StockX, one of the most popular hubs for buying and selling sneakers, was reportedly hacked, exposing sensitive information of more than 6.8 million users worldwide according to TechCrunch.
On Thursday, the fashion and sneaker marketplace sent out a general password reset email to its users citing “system updates,” but did not elaborate further on what caused the alleged software update. However, TechCrunch’s Zach Whittaker reports that an unnamed seller contacted TechCrunch, claiming that the information of more than 6.8 million users was stolen from StockX in a data breach back in May.
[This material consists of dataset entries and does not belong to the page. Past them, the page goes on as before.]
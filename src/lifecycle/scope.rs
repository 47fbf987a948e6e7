use crate::config::RevealSpec;
use crate::foundation::core::OwnerTag;
use crate::foundation::error::RevealResult;
use crate::host::target::ElementRef;
use crate::registry::registration::TriggerRef;
use crate::registry::store::{RevealId, TriggerRegistry};

/// A reveal declared by a view: which elements, what drives them, how they move.
#[derive(Clone)]
pub struct Reveal {
    /// Animated elements, in stagger order.
    pub targets: Vec<ElementRef>,
    /// Trigger element; the first target unless set.
    pub trigger: TriggerRef,
    /// Animation description.
    pub spec: RevealSpec,
}

impl std::fmt::Debug for Reveal {
    fn fmt(&self, f: &mut std::fmt::Formatter<'_>) -> std::fmt::Result {
        f.debug_struct("Reveal")
            .field("targets", &self.targets.len())
            .field("trigger", &self.trigger)
            .field("spec", &self.spec)
            .finish()
    }
}

impl Reveal {
    /// Reveal triggered by its first target.
    pub fn new(targets: Vec<ElementRef>, spec: RevealSpec) -> Self {
        Self {
            targets,
            trigger: TriggerRef::Target,
            spec,
        }
    }

    /// Use another trigger.
    pub fn with_trigger(mut self, trigger: TriggerRef) -> Self {
        self.trigger = trigger;
        self
    }
}

/// Registrations owned by one mounted view.
///
/// Everything registered through a scope shares its owner tag and is removed exactly once, by
/// [`RevealScope::teardown`] or on drop. `D` is the view's dependency value; reveals are only
/// rebuilt when it changes.
#[derive(Debug)]
pub struct RevealScope<D: PartialEq> {
    registry: TriggerRegistry,
    owner: OwnerTag,
    deps: D,
    ids: Vec<RevealId>,
    torn_down: bool,
}

impl<D: PartialEq> RevealScope<D> {
    /// Register `reveals` under a fresh owner tag.
    ///
    /// If any reveal is invalid, the ones already registered are removed again and the error is
    /// returned.
    #[tracing::instrument(level = "debug", skip_all, fields(reveals = reveals.len()))]
    pub fn mount(registry: &TriggerRegistry, deps: D, reveals: Vec<Reveal>) -> RevealResult<Self> {
        let owner = registry.new_owner();
        let mut scope = Self {
            registry: registry.clone(),
            owner,
            deps,
            ids: Vec::new(),
            torn_down: false,
        };
        scope.register_all(&reveals)?;
        Ok(scope)
    }

    fn register_all(&mut self, reveals: &[Reveal]) -> RevealResult<()> {
        for reveal in reveals {
            let registered = reveal
                .spec
                .registration(self.owner, &reveal.targets, &reveal.trigger)
                .and_then(|reg| self.registry.register(reg));
            match registered {
                Ok(id) => self.ids.push(id),
                Err(e) => {
                    self.registry.unregister_all(self.owner);
                    self.ids.clear();
                    return Err(e);
                }
            }
        }
        Ok(())
    }

    /// Owner tag shared by this scope's registrations.
    pub fn owner(&self) -> OwnerTag {
        self.owner
    }

    /// Current dependency value.
    pub fn deps(&self) -> &D {
        &self.deps
    }

    /// Ids registered by the last mount or rebind.
    pub fn ids(&self) -> &[RevealId] {
        &self.ids
    }

    /// Replace the reveals when `deps` changed. Returns `Ok(false)` for equal deps.
    ///
    /// Old registrations are removed before the new ones are added. On error the scope is left
    /// empty but still mounted.
    pub fn rebind(&mut self, deps: D, reveals: Vec<Reveal>) -> RevealResult<bool> {
        if deps == self.deps {
            return Ok(false);
        }
        let removed = self.registry.unregister_all(self.owner);
        tracing::debug!(owner = self.owner.0, removed, "rebinding reveals");
        self.ids.clear();
        self.deps = deps;
        self.register_all(&reveals)?;
        Ok(true)
    }

    /// Remove every registration of this scope now.
    pub fn teardown(mut self) -> usize {
        self.release()
    }

    fn release(&mut self) -> usize {
        if self.torn_down {
            return 0;
        }
        self.torn_down = true;
        self.ids.clear();
        self.registry.unregister_all(self.owner)
    }
}

impl<D: PartialEq> Drop for RevealScope<D> {
    fn drop(&mut self) {
        self.release();
    }
}

#[cfg(test)]
#[path = "../../tests/unit/lifecycle/scope.rs"]
mod tests;
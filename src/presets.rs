//! Ready-made specs for the reveals used across the site's pages.

use crate::animation::ease::Ease;
use crate::animation::property::{Property, PropertyTween};
use crate::config::{RevealSpec, Scrub};
use crate::viewport::marker::{Anchor, Marker};

/// Section content fading in while rising 30px, staggered 0.1s across siblings.
pub fn fade_up() -> RevealSpec {
    RevealSpec {
        duration: 0.6,
        stagger: 0.1,
        ease: Ease::OutCubic,
        properties: vec![
            PropertyTween::new(Property::Opacity, 0.0, 1.0),
            PropertyTween::new(Property::Y, 30.0, 0.0),
        ],
        ..RevealSpec::default()
    }
}

/// Hero block settling 50px upward almost immediately.
pub fn hero() -> RevealSpec {
    RevealSpec {
        duration: 0.1,
        properties: vec![PropertyTween::new(Property::Y, 50.0, 0.0)],
        ..RevealSpec::default()
    }
}

/// Decorative rope drawn as its section scrolls from 70% to 30% of the viewport, easing in and
/// out at the ends of the stroke.
pub fn rope_draw() -> RevealSpec {
    RevealSpec {
        start: Marker::new(Anchor::TOP, Anchor::fraction(0.7)),
        end: Some(Marker::new(Anchor::BOTTOM, Anchor::fraction(0.3))),
        scrub: Scrub::Lag(1.0),
        ease: Ease::InOutCubic,
        draw: true,
        ..RevealSpec::default()
    }
}

#[cfg(test)]
#[path = "../tests/unit/presets.rs"]
mod tests;
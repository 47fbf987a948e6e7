use super::*;

#[test]
fn keyword_and_percent_markers() {
    let m: Marker = "top 80%".parse().unwrap();
    assert_eq!(m, Marker::default_start());
    assert_eq!(m.viewport.resolve(800.0), 640.0);

    let m: Marker = "bottom top".parse().unwrap();
    assert_eq!(m, Marker::default_end());

    let m: Marker = "center center".parse().unwrap();
    assert_eq!(m.element.resolve(200.0), 100.0);
    assert_eq!(m.viewport.resolve(800.0), 400.0);
}

#[test]
fn pixel_and_relative_offsets() {
    let m: Marker = "top+=100 120px".parse().unwrap();
    assert_eq!(m.element.resolve(500.0), 100.0);
    assert_eq!(m.viewport.resolve(800.0), 120.0);

    let m: Marker = "bottom-=50 50%".parse().unwrap();
    assert_eq!(m.element.resolve(300.0), 250.0);
}

#[test]
fn single_anchor_defaults_viewport_to_top() {
    let m: Marker = "center".parse().unwrap();
    assert_eq!(m.viewport, Anchor::TOP);
}

#[test]
fn malformed_markers_are_config_errors() {
    for bad in ["", "top 80% 10%", "middle 50%", "top abc%", "top+=x 10%"] {
        let err = bad.parse::<Marker>().unwrap_err();
        assert!(matches!(err, RevealError::Config(_)), "{bad}");
    }
}

#[test]
fn display_round_trips() {
    for s in ["top 80%", "bottom top", "center 30%", "top+=100 120px", "bottom-=50 center"] {
        let m: Marker = s.parse().unwrap();
        let again: Marker = m.to_string().parse().unwrap();
        assert_eq!(m, again, "{s}");
    }
}

#[test]
fn serde_uses_string_form() {
    let m: Marker = serde_json::from_str("\"top 70%\"").unwrap();
    assert_eq!(serde_json::to_string(&m).unwrap(), "\"top 70%\"");
}
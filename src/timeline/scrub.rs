use crate::foundation::math::{approach, clamp01};

/// Progress that follows scroll with an optional smoothing lag.
///
/// With zero lag the value is the raw progress. Otherwise it approaches the raw progress
/// exponentially with the lag as time constant, never overshooting, and lands exactly on it once
/// close enough.
#[derive(Clone, Debug)]
pub struct Scrubber {
    lag: f64,
    current: Option<f64>,
}

impl Scrubber {
    /// Scrubber with `lag` seconds of smoothing (`0` binds directly).
    pub fn new(lag: f64) -> Self {
        Self {
            lag: if lag.is_finite() { lag.max(0.0) } else { 0.0 },
            current: None,
        }
    }

    /// Smoothing lag in seconds.
    pub fn lag(&self) -> f64 {
        self.lag
    }

    /// Smoothed progress; `0` before the first update.
    pub fn value(&self) -> f64 {
        self.current.unwrap_or(0.0)
    }

    /// Feed the raw progress after `dt` seconds and return the smoothed value.
    ///
    /// The first update snaps to `target`.
    pub fn update(&mut self, target: f64, dt: f64) -> f64 {
        let target = clamp01(target);
        let next = match self.current {
            None => target,
            Some(current) => approach(current, target, dt, self.lag),
        };
        self.current = Some(next);
        next
    }

    /// `true` when the smoothed value equals `target`.
    pub fn is_settled(&self, target: f64) -> bool {
        self.current == Some(clamp01(target))
    }
}

#[cfg(test)]
#[path = "../../tests/unit/timeline/scrub.rs"]
mod tests;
Provided with a sample of 1,000 records by the seller, TechCrunch contacted individual customers with unique information only they would know from their stolen records — including their real name, username combination and shoe size. Every person contacted confirmed their data as accurate. This data is already being sold on the dark web for about $300.
And here's the @StockX data being sold on the dark web. According to the listing, it's worth about $300 and it's already been sold to one person. (We're not linking to the listing.) pic.twitter.com/6YpEJATEQR
— Zack Whittaker (@zackwhittaker) August 3, 2019
In a statement, StockX has since acknowledged that “an unknown third-party was able to gain access to certain customer data, including customer name, email address, shipping address, username, hashed passwords, and purchase history.” The company also maintains that no customer financial or payment information has been impacted. However, some Twitter users are pointing out that fraudulent purchases have been made through their accounts.
Saying that "From our investigation to date, there is no evidence to suggest that customer financial or payment information has been impacted." is completely false because i was impacted. Someone bought these with my credit card and my account had to be closed. pic.twitter.com/Y3EeVbEZ8g
— julio (@JulyCreps) August 4, 2019